In trying to come up with something spectacular, I realized all I’d want for reading is somewhere comfortable and well-lit. With a sturdy surface on which to put my tea or coffee or wine. Yeah, my wine. In fact, I should probably have a wine fridge, a tea kettle, and a Starbucks on site. I probably need the same time of set-up for writing. Definitely wine in that case. I’m super original.

February 4th – Ch-ch-ch-ch-changes:
You need to make a major change in your life. Do you make it all at once, cold turkey style, or incrementally?
Depends on the major change – am I chopping off all my hair? All at once. Am I trying to lose thirty pounds? Incrementally. Moving to a new place? All at once. 

February 5th – Call me, maybe:
Describe your relationship with your phone. Is it your life-line, a buzzing nuisance, or something in between?
As long as I’ve had a phone, so, for twelve years, it’s always been about staying connected. When I was younger, it was about being able to stay in touch with my parents when I was driving somewhere by myself; which quickly evolved into being able to text my friends all day and all of the night; today, it’s still about both of those things. But it’s also about being able to IMDb that goddamn actress whose name you can’t remember for the life of you; it’s about being able to sigh longingly whenever Richard Hammond tweets; it’s about being able to reblog the four-thousandth photo of Benedict Cumberbatch because there sure as hell ain’t enough of that on your Tumblr feed. So yeah, it’s a life-line. It is a line to life. It allows you to travel eightysevenhundred miles in one second.

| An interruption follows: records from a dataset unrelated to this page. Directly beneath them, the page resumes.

use anyhow::{anyhow, Context, Result};
use serde::{Deserialize, Serialize};
use std::env;
use std::fmt;
use std::str::FromStr;

#[derive(Debug, Clone)]
pub struct Config {
    pub server: ServerConfig,
    pub webpay: GatewayCredentials,
}

#[derive(Debug, Clone)]
pub struct ServerConfig {
    pub host: String,
    pub port: u16,
    pub environment: String,
}

/// Merchant credentials for the WebPay gateway.
///
/// Supplied once at configuration time and read-only afterwards. The
/// host platform owns the storage; this crate only consumes the values.
#[derive(Debug, Clone)]
pub struct GatewayCredentials {
    pub product_id: String,
    pub pay_item_id: String,
    pub mac_key: MacKey,
    /// Single supported currency (NGN)
    pub currency_code: String,
    pub mode: Mode,
}

/// Gateway environment selector.
#[derive(Debug, Clone, Copy, PartialEq, Eq, Serialize, Deserialize)]
#[serde(rename_all = "lowercase")]
pub enum Mode {
    Test,
    Live,
}

impl FromStr for Mode {
    type Err = anyhow::Error;

    fn from_str(s: &str) -> Result<Self> {
        match s {
            "test" => Ok(Mode::Test),
            "live" => Ok(Mode::Live),
            other => Err(anyhow!("WEBPAY_MODE must be 'test' or 'live', got {}", other)),
        }
    }
}

impl fmt::Display for Mode {
    fn fmt(&self, f: &mut fmt::Formatter<'_>) -> fmt::Result {
        match self {
            Mode::Test => write!(f, "test"),
            Mode::Live => write!(f, "live"),
        }
    }
}

/// The shared MAC secret used for request signing.
///
/// Wrapped so the key can never leak through `Debug`/`Display` output
/// or structured logs; signing code gets at the value via [`reveal`].
///
/// [`reveal`]: MacKey::reveal
#[derive(Clone)]
pub struct MacKey(String);

impl MacKey {
    pub fn new(key: impl Into<String>) -> Self {
        Self(key.into())
    }

    /// The raw key, for hash input only.
    pub fn reveal(&self) -> &str {
        &self.0
    }

    pub fn is_empty(&self) -> bool {
        self.0.is_empty()
    }
}

impl fmt::Debug for MacKey {
    fn fmt(&self, f: &mut fmt::Formatter<'_>) -> fmt::Result {
        f.write_str("MacKey(*** redacted ***)")
    }
}

impl fmt::Display for MacKey {
    fn fmt(&self, f: &mut fmt::Formatter<'_>) -> fmt::Result {
        f.write_str("*** redacted ***")
    }
}

impl Config {
    pub fn from_env() -> Result<Self> {
        let server = ServerConfig {
            host: env::var("HOST").unwrap_or_else(|_| "0.0.0.0".to_string()),
            port: env::var("PORT")
                .unwrap_or_else(|_| "8080".to_string())
                .parse()
                .context("PORT must be a valid number")?,
            environment: env::var("ENVIRONMENT").unwrap_or_else(|_| "development".to_string()),
        };

        let webpay = GatewayCredentials {
            product_id: env::var("WEBPAY_PRODUCT_ID").context("WEBPAY_PRODUCT_ID not set")?,
            pay_item_id: env::var("WEBPAY_PAY_ITEM_ID").context("WEBPAY_PAY_ITEM_ID not set")?,
            mac_key: MacKey::new(env::var("WEBPAY_MAC_KEY").context("WEBPAY_MAC_KEY not set")?),
            currency_code: env::var("WEBPAY_CURRENCY_CODE").unwrap_or_else(|_| "NGN".to_string()),
            mode: env::var("WEBPAY_MODE")
                .unwrap_or_else(|_| "test".to_string())
                .parse()?,
        };

        let config = Config { server, webpay };
        config.validate()?;
        Ok(config)
    }

    pub fn validate(&self) -> Result<()> {
        if self.server.port < 1024 {
            return Err(anyhow!(
                "Port must be at least 1024, got {}",
                self.server.port
            ));
        }

        let valid_environments = ["development", "staging", "production"];
        if !valid_environments.contains(&self.server.environment.as_str()) {
            return Err(anyhow!(
                "Environment must be one of: {:?}, got {}",
                valid_environments,
                self.server.environment
            ));
        }

        if self.webpay.product_id.trim().is_empty() {
            return Err(anyhow!("WEBPAY_PRODUCT_ID cannot be empty"));
        }

        if self.webpay.pay_item_id.trim().is_empty() {
            return Err(anyhow!("WEBPAY_PAY_ITEM_ID cannot be empty"));
        }

        if self.webpay.mac_key.is_empty() {
            return Err(anyhow!("WEBPAY_MAC_KEY cannot be empty"));
        }

        // WebPay supports a single currency.
        if self.webpay.currency_code != "NGN" {
            return Err(anyhow!(
                "WEBPAY_CURRENCY_CODE must be NGN, got {}",
                self.webpay.currency_code
            ));
        }

        Ok(())
    }
}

February 6th – Choose your adventure:
Write a story or post with an open ending, and let your readers invent the conclusion.
You mean every post I’ve ever made? Also, I implore my readers to actually participate. I mean, I’d die for some responses. Please, do this, for me.
->“My God, I could do with another. How about you?” She stood with her empty glass.
“Um, sure!” He finished the rest of his and handed her his glass. “H-here, let me,” he started, as he fumbled for his wallet.
“Ah, ah, ah,” she scolded, “on me, remember?” He opened his mouth, prepared with another protest. She cut him off, “nope! Now, do you want another dark?”
She didn’t wait long for his answer, so he had to yell a “yes” as she was halfway to the bar already.
After a few more, the pub was closing. He was so much more relaxed (and fluid in speaking) with a few pints in him. She’d have to remember that.
He surprised her by putting his arm around her shoulders as they made their way to the steps leading to the street. She snaked her arm around his waist. This seemed to jar him into consciousness because he quickly removed his arm. “I- oh God, I’m so-“ His jerky movements caused his brain to miscommunicate with his feet and he ended up on his ass.
She should have bent to help him, but she was too busy being doubled over with laughter. Soon, she was on the ground beside him, trying to regain composure. He joined in and then pushed himself onto shaky legs. Once steady, he reached out a hand to help her up.
She took his hand and stood with his help. They each took a moment to let their laughter dissipate and had to look everywhere but at each other to keep from falling into fits again. Once they’d resumed normal breathing patterns, she took a step toward him and put her arm back around his waist. He froze for a second, and then raised his arm to put it back around her shoulders.
They made it up the stairs without incident, and hailed a cab.
The cabbie asked, “where to?” as they’d climbed into the back.
They looked at each other, they hadn’t decided what they’d do from this point on.